Fluorosurfactants tend to bioaccumulate, since they are extremely stable and can be stored in the bodies of humans and animals. Examples include PFOA and PFOS, frequently present in water-resistant textiles and sprays conferring water-resistant properties to textiles and fire-fighting foam. Data from animal studies of PFOA indicate that it can cause several types of tumors and neonatal death and may have toxic effects on the immune, liver, and endocrine systems. As of 2010 data on the human health effects of PFOA were sparse.

As of 2015, the U.S. Air Force had been testing 82 former and active US military installations for fluorosurfactants contained in fire fighting foam. In 2015, PFCs were found in groundwater at Naval Air Station Brunswick, Maine and Grissom Air Reserve Base, Indiana, and in well water at Pease Air Force Base, New Hampshire, where 500 people including children had blood tests as part of a bio-monitoring plan through the state Department of Health and Human Services. The U.S. Department of Defense's research programs have been trying to define nature and extent of PFAS contamination at U.S. military sites, especially in groundwater.

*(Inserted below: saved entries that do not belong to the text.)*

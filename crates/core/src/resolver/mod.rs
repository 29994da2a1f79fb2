//! Source resolution: track → source locator, through the lookup cache.

use std::sync::Arc;
use std::time::Duration;

use thiserror::Error;
use tracing::{debug, warn};

use crate::cache::{CacheKey, LookupCache};
use crate::searcher::{SearchError, SourceSearch};
use crate::track::TrackDescriptor;

/// Errors that can occur while resolving a source.
#[derive(Debug, Error)]
pub enum ResolveError {
    /// The search ran but returned nothing.
    #[error("No source found for query: {query}")]
    NotFound { query: String },

    /// The search backend failed.
    #[error("Search failed: {0}")]
    Search(#[from] SearchError),

    /// The search did not finish in time.
    #[error("Search timed out after {secs} seconds")]
    Timeout { secs: u64 },
}

/// Resolves tracks to source locators, consulting the cache first.
pub struct SourceResolver {
    search: Arc<dyn SourceSearch>,
    cache: Arc<dyn LookupCache>,
    timeout: Duration,
}

impl SourceResolver {
    pub fn new(
        search: Arc<dyn SourceSearch>,
        cache: Arc<dyn LookupCache>,
        timeout: Duration,
    ) -> Self {
        Self {
            search,
            cache,
            timeout,
        }
    }

    /// Returns the locator for `track`.
    ///
    /// A cache hit returns without searching. A miss issues exactly one search,
    /// takes the first candidate and stores it. A failed cache write is logged
    /// and does not fail the resolution.
    pub async fn resolve(&self, track: &TrackDescriptor) -> Result<String, ResolveError> {
        let key = CacheKey::for_track(track);
        if let Some(locator) = self.cache.get(&key).await {
            debug!(track = %track.label(), %key, "Cache hit");
            return Ok(locator);
        }

        let query = track.search_query();
        debug!(track = %track.label(), %query, backend = self.search.name(), "Cache miss, searching");

        let candidates = tokio::time::timeout(self.timeout, self.search.search(&query))
            .await
            .map_err(|_| ResolveError::Timeout {
                secs: self.timeout.as_secs(),
            })??;

        let locator = candidates
            .into_iter()
            .next()
            .map(|c| c.locator)
            .ok_or_else(|| ResolveError::NotFound {
                query: query.clone(),
            })?;

        if let Err(e) = self.cache.put(&key, &locator).await {
            warn!(track = %track.label(), error = %e, "Failed to persist search cache");
        }

        Ok(locator)
    }
}

#[cfg(test)]
mod tests {
    use super::*;
    use crate::cache::JsonFileCache;
    use crate::searcher::SourceCandidate;
    use crate::testing::MockSearch;
    use tempfile::TempDir;

    fn track() -> TrackDescriptor {
        TrackDescriptor::new("Digital Love", "Daft Punk", "Discovery")
    }

    async fn setup(search: Arc<MockSearch>) -> (TempDir, Arc<JsonFileCache>, SourceResolver) {
        let temp = TempDir::new().unwrap();
        let cache = Arc::new(JsonFileCache::load(temp.path().join("cache.json")).await);
        let resolver = SourceResolver::new(search, cache.clone(), Duration::from_secs(5));
        (temp, cache, resolver)
    }

    #[tokio::test]
    async fn test_miss_searches_once_and_caches() {
        let search = Arc::new(MockSearch::new());
        search
            .set_results(
                "Daft Punk Digital Love audio",
                vec![SourceCandidate::new("loc-1"), SourceCandidate::new("loc-2")],
            )
            .await;
        let (_temp, cache, resolver) = setup(search.clone()).await;

        assert_eq!(resolver.resolve(&track()).await.unwrap(), "loc-1");
        assert_eq!(search.call_count(), 1);
        assert_eq!(
            cache.get(&CacheKey::for_track(&track())).await.as_deref(),
            Some("loc-1")
        );
    }

    #[tokio::test]
    async fn test_hit_never_searches() {
        let search = Arc::new(MockSearch::new());
        let (_temp, cache, resolver) = setup(search.clone()).await;
        cache
            .put(&CacheKey::for_track(&track()), "cached")
            .await
            .unwrap();

        assert_eq!(resolver.resolve(&track()).await.unwrap(), "cached");
        assert_eq!(search.call_count(), 0);
    }

    #[tokio::test]
    async fn test_empty_results_is_not_found() {
        let search = Arc::new(MockSearch::new());
        let (_temp, cache, resolver) = setup(search.clone()).await;

        let err = resolver.resolve(&track()).await.unwrap_err();
        assert!(matches!(err, ResolveError::NotFound { .. }));
        assert!(cache.is_empty().await);
    }

    #[tokio::test]
    async fn test_backend_error_is_reported() {
        let search = Arc::new(MockSearch::new());
        search
            .set_next_error(SearchError::backend_failed("boom", None))
            .await;
        let (_temp, _cache, resolver) = setup(search.clone()).await;

        let err = resolver.resolve(&track()).await.unwrap_err();
        assert!(matches!(err, ResolveError::Search(_)));
    }

    #[tokio::test]
    async fn test_slow_search_times_out() {
        let search = Arc::new(MockSearch::new());
        search.set_delay(Duration::from_millis(500)).await;
        let temp = TempDir::new().unwrap();
        let cache = Arc::new(JsonFileCache::load(temp.path().join("cache.json")).await);
        let resolver = SourceResolver::new(search, cache, Duration::from_millis(20));

        let err = resolver.resolve(&track()).await.unwrap_err();
        assert!(matches!(err, ResolveError::Timeout { .. }));
    }
}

A 2018 report to Congress indicated that "at least 126 drinking water systems on or near military bases" were contaminated with PFAS compounds.

A 2016 study found unsafe levels of fluorosurfactants in 194 out of 4,864 water supplies in 33 U.S. states. Covering two-thirds of drinking water supplies in the United States, the study found thirteen states accounted for 75% of the detections. In order of frequency, these were: California, New Jersey, North Carolina, Alabama, Florida, Pennsylvania, Ohio, New York, Georgia, Minnesota, Arizona, Massachusetts, and Illinois. Firefighting foam was singled out as a major contributor.